┌─ DATA PROVIDED

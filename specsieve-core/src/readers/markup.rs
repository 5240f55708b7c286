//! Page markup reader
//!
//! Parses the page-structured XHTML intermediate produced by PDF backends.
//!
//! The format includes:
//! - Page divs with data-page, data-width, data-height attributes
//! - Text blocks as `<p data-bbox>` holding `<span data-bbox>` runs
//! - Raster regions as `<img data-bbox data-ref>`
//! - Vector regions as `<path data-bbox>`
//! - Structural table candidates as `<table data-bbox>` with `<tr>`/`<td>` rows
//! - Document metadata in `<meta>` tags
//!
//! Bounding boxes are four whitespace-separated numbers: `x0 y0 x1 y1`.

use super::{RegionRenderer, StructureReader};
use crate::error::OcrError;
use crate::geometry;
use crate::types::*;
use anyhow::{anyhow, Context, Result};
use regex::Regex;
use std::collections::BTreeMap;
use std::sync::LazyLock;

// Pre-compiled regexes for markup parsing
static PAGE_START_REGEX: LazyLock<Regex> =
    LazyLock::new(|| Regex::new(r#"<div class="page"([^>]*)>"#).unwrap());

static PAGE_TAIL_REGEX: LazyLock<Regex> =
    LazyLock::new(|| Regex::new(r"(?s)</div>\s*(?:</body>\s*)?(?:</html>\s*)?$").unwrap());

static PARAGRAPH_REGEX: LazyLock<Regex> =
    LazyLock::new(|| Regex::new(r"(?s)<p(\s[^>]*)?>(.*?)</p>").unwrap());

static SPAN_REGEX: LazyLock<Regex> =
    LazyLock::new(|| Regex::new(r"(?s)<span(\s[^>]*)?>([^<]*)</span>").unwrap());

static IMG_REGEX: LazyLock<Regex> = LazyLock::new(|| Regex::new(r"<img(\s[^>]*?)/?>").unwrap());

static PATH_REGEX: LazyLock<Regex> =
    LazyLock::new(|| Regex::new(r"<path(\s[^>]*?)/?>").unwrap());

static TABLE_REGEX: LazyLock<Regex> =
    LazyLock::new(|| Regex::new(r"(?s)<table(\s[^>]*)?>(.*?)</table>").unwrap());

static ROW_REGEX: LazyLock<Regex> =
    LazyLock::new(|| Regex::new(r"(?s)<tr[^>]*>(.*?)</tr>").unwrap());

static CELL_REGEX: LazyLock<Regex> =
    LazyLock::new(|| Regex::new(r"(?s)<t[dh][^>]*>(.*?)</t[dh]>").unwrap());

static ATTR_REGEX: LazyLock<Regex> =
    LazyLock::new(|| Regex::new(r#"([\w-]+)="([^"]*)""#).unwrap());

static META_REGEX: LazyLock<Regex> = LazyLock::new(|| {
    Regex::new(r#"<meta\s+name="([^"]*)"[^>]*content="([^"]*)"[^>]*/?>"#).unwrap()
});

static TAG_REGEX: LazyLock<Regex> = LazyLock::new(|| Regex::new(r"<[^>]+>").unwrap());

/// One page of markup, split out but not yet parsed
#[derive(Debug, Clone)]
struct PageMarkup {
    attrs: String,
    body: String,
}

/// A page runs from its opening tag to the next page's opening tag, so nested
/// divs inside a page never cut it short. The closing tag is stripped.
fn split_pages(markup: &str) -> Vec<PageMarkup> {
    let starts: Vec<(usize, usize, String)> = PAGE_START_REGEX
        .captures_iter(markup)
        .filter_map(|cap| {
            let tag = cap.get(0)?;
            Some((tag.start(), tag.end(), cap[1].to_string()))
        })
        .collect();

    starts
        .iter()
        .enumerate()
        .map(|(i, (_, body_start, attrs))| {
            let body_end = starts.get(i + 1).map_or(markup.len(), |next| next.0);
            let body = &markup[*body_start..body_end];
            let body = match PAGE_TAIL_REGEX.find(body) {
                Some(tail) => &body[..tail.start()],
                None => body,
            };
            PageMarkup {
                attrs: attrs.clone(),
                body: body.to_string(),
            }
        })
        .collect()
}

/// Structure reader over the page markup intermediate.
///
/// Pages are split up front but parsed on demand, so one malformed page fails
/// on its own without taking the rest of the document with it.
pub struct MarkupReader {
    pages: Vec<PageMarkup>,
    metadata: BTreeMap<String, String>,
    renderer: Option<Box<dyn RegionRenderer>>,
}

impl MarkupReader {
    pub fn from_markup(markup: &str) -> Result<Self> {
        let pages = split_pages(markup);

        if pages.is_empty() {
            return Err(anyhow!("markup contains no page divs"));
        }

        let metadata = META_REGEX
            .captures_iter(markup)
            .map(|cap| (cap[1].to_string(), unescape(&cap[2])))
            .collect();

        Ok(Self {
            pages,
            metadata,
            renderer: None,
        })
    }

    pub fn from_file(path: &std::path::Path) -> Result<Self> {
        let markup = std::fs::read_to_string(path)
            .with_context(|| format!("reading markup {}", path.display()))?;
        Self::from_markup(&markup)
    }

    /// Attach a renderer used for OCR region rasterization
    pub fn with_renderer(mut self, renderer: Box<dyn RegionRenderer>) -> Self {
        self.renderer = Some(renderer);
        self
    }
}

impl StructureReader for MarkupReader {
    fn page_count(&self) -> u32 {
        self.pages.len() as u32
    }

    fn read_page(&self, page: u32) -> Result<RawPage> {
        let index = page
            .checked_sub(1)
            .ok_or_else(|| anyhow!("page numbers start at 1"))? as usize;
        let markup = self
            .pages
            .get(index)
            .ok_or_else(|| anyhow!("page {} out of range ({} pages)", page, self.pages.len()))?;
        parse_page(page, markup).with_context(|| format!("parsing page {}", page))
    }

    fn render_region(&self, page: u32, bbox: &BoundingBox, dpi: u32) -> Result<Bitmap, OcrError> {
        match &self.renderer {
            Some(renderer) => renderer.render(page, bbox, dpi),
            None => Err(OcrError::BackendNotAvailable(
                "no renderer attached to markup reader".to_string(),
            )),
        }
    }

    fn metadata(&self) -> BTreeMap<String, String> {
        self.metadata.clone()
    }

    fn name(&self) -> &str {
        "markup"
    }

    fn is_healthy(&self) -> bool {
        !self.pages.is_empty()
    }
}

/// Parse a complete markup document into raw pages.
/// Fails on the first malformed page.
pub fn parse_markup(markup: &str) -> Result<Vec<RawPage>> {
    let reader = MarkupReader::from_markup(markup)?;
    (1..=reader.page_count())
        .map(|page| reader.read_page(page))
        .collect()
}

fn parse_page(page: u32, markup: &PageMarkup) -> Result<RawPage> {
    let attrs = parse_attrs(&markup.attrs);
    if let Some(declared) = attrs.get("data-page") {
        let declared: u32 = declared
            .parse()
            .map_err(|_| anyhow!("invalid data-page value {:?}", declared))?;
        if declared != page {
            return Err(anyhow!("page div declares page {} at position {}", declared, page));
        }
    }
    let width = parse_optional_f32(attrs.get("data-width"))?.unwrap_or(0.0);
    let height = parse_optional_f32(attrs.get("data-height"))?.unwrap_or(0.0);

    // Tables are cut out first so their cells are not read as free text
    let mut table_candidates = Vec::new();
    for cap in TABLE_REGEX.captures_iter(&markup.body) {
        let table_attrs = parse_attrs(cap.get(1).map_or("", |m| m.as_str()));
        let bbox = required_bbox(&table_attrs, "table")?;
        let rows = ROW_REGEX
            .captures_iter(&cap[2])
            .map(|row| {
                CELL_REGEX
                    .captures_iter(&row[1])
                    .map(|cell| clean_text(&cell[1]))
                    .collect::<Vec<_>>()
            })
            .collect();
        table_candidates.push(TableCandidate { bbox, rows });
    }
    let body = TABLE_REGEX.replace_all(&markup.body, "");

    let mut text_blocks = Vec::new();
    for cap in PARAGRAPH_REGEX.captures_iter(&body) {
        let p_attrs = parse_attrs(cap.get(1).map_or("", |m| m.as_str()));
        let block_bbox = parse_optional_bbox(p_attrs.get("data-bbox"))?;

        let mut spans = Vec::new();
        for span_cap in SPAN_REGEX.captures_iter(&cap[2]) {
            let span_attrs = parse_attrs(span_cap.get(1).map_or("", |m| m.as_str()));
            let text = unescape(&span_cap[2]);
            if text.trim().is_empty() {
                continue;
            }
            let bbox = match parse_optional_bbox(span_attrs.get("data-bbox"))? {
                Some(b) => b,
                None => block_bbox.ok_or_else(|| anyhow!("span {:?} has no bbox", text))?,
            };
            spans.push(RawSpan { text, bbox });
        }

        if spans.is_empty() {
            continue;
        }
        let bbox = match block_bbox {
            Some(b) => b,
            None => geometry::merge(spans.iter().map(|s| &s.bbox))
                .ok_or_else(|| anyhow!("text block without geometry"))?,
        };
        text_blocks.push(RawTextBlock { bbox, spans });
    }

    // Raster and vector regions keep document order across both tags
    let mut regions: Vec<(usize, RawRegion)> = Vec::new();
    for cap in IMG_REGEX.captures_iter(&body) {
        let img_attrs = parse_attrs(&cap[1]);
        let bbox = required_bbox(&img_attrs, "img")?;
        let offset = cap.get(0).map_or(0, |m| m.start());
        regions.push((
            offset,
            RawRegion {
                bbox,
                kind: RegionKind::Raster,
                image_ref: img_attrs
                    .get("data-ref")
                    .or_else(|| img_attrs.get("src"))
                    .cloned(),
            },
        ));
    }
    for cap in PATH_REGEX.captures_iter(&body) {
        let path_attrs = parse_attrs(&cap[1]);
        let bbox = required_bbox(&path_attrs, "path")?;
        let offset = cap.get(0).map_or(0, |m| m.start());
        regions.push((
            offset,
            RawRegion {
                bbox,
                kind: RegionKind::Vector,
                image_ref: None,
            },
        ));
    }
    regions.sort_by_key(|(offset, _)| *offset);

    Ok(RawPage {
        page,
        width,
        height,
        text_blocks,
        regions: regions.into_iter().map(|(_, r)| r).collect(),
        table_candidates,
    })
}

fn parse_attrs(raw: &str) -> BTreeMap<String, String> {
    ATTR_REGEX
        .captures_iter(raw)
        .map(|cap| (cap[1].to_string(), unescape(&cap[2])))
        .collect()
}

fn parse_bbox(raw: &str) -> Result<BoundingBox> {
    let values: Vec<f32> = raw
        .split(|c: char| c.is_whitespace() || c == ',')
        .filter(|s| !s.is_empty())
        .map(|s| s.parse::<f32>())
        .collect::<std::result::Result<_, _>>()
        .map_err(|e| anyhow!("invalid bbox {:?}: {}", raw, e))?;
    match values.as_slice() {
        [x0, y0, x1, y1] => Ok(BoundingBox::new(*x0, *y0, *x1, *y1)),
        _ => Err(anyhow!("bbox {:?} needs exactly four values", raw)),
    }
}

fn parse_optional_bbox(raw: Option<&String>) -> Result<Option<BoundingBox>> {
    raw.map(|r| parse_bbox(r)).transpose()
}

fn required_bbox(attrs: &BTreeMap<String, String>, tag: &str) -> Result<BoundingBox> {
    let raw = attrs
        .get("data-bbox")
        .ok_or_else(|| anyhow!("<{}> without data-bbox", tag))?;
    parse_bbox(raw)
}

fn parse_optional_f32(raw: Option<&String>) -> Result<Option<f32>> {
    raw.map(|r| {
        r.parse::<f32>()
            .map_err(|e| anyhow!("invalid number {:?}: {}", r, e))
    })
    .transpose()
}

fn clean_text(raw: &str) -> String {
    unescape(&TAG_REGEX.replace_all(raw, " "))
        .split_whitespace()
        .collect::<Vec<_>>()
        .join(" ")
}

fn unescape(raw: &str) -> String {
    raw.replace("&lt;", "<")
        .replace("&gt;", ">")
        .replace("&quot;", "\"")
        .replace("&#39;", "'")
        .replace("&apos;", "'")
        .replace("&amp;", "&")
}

└─
┌─ DATA PROVIDED

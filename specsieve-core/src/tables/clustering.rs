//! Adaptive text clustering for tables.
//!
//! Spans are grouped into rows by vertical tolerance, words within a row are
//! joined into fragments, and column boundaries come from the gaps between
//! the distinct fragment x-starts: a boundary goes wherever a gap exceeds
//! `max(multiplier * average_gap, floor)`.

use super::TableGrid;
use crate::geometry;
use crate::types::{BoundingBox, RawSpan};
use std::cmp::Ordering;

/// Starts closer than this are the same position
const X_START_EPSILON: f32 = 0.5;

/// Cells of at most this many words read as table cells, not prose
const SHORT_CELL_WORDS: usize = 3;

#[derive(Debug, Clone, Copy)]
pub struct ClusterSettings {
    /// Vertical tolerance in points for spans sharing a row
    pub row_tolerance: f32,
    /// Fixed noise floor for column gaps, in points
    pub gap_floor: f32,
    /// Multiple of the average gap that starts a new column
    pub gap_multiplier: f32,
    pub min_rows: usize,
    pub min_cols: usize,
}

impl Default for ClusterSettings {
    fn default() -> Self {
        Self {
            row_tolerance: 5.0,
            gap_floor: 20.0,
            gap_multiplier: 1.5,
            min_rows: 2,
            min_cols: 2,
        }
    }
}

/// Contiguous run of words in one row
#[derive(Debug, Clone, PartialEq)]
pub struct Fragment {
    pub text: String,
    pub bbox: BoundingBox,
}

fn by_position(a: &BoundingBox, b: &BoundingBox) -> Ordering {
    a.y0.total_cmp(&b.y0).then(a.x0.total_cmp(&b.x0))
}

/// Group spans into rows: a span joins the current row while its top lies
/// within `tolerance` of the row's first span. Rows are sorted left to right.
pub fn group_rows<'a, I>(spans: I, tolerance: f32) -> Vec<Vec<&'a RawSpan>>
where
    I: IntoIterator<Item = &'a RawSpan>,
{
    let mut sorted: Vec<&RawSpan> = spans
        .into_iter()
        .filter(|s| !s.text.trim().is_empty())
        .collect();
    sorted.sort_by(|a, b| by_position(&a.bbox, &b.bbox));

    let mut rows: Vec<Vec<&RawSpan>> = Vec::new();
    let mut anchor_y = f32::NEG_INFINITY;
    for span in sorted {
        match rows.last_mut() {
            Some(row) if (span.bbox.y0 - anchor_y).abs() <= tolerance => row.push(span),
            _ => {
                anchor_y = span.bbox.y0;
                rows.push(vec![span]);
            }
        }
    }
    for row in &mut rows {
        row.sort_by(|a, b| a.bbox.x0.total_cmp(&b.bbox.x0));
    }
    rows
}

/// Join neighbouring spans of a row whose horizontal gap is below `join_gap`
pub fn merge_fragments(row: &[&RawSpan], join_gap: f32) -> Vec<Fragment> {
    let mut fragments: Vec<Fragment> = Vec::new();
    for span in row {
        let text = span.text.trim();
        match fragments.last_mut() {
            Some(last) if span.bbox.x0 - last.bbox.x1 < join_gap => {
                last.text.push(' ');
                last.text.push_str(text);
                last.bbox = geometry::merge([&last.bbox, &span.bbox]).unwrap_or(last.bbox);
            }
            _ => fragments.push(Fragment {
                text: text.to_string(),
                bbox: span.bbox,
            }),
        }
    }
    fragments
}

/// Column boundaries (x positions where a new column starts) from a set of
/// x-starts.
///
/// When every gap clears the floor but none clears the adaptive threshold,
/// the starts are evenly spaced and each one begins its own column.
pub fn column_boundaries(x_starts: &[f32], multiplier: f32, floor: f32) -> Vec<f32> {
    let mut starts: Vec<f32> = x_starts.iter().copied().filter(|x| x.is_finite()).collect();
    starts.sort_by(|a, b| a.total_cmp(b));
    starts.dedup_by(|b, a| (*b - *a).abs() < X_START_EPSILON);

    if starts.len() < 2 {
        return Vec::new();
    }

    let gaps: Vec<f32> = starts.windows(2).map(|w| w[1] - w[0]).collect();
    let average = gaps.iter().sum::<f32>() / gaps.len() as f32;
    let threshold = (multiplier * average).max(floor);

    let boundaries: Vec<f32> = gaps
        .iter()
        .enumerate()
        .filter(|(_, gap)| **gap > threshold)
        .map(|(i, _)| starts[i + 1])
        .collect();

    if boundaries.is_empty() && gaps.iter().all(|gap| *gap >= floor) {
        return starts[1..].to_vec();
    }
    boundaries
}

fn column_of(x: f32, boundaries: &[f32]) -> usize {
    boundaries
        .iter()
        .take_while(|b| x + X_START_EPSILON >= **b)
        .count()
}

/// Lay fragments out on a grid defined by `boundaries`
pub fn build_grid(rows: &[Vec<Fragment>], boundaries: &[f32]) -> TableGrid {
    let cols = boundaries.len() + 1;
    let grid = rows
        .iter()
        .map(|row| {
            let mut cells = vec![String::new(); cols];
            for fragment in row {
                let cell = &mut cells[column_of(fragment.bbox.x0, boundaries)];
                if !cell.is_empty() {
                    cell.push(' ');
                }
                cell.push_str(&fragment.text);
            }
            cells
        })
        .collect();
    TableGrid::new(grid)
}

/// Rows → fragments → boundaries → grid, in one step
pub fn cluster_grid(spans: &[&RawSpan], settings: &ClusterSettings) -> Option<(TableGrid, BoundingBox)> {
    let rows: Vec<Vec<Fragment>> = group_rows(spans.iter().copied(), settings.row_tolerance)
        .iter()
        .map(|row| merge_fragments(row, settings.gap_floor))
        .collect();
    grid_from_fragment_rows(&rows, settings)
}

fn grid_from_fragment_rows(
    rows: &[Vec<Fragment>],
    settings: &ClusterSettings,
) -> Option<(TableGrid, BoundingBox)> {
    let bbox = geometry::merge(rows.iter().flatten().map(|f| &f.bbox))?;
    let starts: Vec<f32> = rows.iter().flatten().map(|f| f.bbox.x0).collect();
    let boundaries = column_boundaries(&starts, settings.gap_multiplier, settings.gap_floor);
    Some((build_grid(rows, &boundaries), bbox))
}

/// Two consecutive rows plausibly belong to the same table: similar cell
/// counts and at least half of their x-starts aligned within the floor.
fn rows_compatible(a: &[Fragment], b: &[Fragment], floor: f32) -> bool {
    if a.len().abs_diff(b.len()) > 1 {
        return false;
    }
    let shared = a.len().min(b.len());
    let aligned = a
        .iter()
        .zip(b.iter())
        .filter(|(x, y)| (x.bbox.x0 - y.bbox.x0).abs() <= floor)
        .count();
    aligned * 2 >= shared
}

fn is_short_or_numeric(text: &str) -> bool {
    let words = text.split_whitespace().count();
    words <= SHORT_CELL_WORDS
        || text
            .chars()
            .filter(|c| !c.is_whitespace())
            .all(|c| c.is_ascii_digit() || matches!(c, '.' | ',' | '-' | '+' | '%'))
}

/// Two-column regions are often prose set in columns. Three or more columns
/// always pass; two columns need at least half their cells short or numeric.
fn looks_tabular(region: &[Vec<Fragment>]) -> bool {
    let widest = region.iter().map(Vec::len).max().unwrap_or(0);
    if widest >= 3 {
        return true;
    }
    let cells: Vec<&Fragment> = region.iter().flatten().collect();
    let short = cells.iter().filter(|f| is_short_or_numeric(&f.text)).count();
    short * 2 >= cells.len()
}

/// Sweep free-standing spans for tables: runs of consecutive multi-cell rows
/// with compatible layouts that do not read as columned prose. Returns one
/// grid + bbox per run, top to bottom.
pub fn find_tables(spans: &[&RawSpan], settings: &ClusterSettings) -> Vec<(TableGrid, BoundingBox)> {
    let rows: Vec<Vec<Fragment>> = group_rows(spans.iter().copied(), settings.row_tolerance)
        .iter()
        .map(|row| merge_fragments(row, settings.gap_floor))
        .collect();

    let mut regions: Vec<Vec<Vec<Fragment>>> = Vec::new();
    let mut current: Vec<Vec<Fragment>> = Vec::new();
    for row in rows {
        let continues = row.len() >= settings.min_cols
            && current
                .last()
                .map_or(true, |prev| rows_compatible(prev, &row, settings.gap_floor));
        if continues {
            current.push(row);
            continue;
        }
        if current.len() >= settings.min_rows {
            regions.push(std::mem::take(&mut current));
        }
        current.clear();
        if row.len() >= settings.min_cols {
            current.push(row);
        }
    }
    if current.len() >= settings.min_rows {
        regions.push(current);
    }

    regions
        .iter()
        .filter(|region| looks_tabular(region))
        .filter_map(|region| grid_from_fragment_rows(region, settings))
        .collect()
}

└─
┌─ DATA PROVIDED

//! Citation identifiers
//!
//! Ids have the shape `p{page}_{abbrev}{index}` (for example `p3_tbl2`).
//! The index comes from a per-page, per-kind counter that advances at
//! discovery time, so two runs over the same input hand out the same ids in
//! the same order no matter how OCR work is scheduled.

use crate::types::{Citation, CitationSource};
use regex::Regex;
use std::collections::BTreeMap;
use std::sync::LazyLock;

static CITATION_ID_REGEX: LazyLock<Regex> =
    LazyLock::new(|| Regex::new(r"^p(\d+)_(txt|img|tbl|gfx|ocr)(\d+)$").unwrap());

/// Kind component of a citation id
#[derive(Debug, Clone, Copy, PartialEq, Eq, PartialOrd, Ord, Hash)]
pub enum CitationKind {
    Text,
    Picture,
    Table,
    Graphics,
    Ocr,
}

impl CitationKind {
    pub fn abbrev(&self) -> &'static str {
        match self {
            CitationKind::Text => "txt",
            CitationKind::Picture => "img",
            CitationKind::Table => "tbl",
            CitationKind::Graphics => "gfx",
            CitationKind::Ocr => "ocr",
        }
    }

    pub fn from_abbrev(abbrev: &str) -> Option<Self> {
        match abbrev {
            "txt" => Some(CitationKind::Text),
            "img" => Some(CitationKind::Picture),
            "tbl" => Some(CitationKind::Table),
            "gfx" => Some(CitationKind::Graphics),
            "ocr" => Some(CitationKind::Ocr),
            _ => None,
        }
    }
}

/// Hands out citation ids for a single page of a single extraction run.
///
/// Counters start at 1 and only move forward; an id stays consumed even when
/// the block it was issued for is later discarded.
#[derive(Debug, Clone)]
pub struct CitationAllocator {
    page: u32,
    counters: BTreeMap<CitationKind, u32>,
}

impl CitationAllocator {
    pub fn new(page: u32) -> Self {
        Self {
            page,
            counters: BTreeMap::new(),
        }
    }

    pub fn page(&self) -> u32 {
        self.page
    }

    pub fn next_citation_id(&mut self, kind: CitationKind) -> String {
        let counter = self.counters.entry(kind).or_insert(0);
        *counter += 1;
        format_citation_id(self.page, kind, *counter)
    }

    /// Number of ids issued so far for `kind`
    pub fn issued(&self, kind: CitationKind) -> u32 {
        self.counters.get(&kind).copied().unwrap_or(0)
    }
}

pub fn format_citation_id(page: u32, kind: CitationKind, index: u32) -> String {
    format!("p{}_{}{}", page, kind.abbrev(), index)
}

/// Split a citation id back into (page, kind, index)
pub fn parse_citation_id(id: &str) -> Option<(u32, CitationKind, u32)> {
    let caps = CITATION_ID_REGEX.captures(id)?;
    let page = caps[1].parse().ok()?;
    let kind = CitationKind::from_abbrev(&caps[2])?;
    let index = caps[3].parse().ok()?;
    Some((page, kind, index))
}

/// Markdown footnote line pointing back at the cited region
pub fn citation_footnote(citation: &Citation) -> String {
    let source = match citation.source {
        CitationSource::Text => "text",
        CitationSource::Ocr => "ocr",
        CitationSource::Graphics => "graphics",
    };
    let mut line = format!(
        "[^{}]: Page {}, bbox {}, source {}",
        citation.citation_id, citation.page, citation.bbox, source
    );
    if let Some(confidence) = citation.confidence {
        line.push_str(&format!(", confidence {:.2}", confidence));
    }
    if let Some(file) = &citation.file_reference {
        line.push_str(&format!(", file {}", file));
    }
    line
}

└─

WHAT TO DO –
Copy every line from the records above that contains the string "gaps".

SOLUTION FOR THIS TASK –
//! joined into fragments, and column boundaries come from the gaps between
    /// Fixed noise floor for column gaps, in points
    let gaps: Vec<f32> = starts.windows(2).map(|w| w[1] - w[0]).collect();
    let average = gaps.iter().sum::<f32>() / gaps.len() as f32;
    let boundaries: Vec<f32> = gaps
    if boundaries.is_empty() && gaps.iter().all(|gap| *gap >= floor) {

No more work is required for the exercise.